--- Data for processing Enclosed Below ---

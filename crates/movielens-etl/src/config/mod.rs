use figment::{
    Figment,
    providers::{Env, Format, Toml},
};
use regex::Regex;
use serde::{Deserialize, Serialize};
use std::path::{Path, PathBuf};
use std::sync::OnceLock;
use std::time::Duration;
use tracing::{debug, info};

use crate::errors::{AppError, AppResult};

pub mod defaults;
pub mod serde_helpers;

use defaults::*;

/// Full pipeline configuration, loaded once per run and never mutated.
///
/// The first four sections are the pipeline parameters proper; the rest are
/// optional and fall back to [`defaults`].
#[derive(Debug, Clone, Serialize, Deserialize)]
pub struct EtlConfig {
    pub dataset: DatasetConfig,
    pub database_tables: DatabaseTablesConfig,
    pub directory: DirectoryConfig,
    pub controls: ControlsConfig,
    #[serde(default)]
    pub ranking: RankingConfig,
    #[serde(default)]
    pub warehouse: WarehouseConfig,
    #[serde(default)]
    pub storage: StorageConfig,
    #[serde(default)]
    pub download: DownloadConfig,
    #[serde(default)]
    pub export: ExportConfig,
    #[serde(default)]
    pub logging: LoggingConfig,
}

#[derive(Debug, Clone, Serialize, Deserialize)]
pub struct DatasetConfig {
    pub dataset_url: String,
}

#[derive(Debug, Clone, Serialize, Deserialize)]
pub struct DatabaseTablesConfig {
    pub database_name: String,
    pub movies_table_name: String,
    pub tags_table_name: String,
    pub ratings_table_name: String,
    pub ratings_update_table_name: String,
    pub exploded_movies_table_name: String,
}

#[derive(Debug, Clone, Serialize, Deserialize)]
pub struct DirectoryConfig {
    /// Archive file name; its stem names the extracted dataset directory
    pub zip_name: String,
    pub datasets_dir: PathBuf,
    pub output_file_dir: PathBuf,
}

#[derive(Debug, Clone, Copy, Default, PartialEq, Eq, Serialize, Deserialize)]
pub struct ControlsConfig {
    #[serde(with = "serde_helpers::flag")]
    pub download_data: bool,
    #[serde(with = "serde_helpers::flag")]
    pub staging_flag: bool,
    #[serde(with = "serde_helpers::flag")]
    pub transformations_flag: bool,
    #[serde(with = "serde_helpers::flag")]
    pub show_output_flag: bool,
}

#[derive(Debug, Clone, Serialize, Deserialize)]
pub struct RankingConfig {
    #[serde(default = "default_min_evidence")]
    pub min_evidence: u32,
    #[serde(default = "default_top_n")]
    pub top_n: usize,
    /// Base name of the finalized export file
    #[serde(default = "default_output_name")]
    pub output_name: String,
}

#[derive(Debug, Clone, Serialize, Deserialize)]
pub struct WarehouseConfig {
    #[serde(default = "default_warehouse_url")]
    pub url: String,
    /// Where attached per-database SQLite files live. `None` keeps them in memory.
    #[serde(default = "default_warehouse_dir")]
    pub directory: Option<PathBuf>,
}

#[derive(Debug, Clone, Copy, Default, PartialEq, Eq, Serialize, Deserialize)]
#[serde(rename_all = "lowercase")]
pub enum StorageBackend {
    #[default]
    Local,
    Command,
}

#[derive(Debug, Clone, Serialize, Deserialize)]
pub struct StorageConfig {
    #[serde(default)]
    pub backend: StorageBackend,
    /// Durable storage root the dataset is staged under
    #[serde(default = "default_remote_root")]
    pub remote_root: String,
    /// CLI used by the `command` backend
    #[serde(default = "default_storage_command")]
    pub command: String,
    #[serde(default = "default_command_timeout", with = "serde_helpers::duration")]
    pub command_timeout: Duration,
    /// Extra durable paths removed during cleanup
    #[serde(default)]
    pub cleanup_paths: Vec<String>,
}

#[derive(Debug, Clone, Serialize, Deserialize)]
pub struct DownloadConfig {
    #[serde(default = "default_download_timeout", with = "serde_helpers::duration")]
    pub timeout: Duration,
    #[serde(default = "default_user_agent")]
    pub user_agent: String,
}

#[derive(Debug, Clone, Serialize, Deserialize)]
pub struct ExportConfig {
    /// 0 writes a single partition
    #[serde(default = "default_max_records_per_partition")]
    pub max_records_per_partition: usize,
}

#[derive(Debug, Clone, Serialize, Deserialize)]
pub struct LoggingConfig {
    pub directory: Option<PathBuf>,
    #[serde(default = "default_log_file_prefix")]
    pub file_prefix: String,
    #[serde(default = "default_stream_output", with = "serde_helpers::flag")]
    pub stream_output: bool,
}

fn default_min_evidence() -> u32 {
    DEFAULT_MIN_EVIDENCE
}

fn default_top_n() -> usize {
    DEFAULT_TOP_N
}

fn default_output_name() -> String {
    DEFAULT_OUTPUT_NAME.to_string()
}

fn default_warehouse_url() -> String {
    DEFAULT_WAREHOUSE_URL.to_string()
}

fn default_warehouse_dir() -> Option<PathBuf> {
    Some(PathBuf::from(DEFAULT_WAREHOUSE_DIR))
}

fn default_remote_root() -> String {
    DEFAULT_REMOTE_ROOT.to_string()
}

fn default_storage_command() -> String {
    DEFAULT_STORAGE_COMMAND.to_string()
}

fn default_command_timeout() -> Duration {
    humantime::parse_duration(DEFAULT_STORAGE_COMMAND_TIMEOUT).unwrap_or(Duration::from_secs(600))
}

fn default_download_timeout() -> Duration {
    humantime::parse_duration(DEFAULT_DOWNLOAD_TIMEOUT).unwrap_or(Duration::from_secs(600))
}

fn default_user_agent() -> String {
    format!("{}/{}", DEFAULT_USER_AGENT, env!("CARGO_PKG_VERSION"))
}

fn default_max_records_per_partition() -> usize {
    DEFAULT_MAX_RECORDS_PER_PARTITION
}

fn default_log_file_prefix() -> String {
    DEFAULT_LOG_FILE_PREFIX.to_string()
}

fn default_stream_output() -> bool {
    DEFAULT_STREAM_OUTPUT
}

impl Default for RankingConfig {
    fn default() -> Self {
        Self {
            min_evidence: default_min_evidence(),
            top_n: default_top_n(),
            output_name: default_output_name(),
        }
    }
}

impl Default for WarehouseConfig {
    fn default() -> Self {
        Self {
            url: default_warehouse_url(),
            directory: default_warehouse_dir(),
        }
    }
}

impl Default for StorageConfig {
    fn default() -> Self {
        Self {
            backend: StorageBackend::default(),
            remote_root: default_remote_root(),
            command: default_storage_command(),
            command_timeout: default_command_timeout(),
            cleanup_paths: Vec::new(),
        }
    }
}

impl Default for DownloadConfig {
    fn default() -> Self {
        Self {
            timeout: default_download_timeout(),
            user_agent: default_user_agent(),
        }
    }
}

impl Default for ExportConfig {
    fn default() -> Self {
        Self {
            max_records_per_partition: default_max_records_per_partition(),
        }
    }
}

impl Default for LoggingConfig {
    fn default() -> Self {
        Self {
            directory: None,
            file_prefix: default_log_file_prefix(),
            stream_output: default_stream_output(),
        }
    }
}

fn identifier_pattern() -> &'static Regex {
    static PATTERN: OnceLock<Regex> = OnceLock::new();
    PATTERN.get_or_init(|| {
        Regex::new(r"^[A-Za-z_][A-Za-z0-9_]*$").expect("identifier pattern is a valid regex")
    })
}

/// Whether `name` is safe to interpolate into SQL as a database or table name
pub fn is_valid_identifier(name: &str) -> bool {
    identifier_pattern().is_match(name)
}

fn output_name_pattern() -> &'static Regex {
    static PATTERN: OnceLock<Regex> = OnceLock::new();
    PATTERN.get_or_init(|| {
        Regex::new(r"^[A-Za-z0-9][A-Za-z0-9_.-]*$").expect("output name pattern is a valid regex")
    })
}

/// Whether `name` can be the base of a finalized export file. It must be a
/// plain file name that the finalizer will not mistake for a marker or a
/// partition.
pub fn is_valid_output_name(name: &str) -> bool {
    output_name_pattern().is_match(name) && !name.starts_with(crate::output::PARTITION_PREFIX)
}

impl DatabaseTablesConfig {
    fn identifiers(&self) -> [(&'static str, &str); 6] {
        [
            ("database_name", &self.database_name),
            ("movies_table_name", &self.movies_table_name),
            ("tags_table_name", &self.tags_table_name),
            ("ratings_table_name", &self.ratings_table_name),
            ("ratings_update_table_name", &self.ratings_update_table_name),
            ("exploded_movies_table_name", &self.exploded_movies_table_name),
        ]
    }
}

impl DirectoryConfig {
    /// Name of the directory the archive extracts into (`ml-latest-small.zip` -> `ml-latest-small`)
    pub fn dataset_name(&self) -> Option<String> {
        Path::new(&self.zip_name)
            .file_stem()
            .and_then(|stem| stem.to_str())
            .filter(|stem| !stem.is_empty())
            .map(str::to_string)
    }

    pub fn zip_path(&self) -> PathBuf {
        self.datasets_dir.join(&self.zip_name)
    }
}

--- End of Enclosed Data for processing ---

#### Exercise requirements
If a line above includes the word "struct", count it; then give the final number by itself.

#### Reply to the exercise
11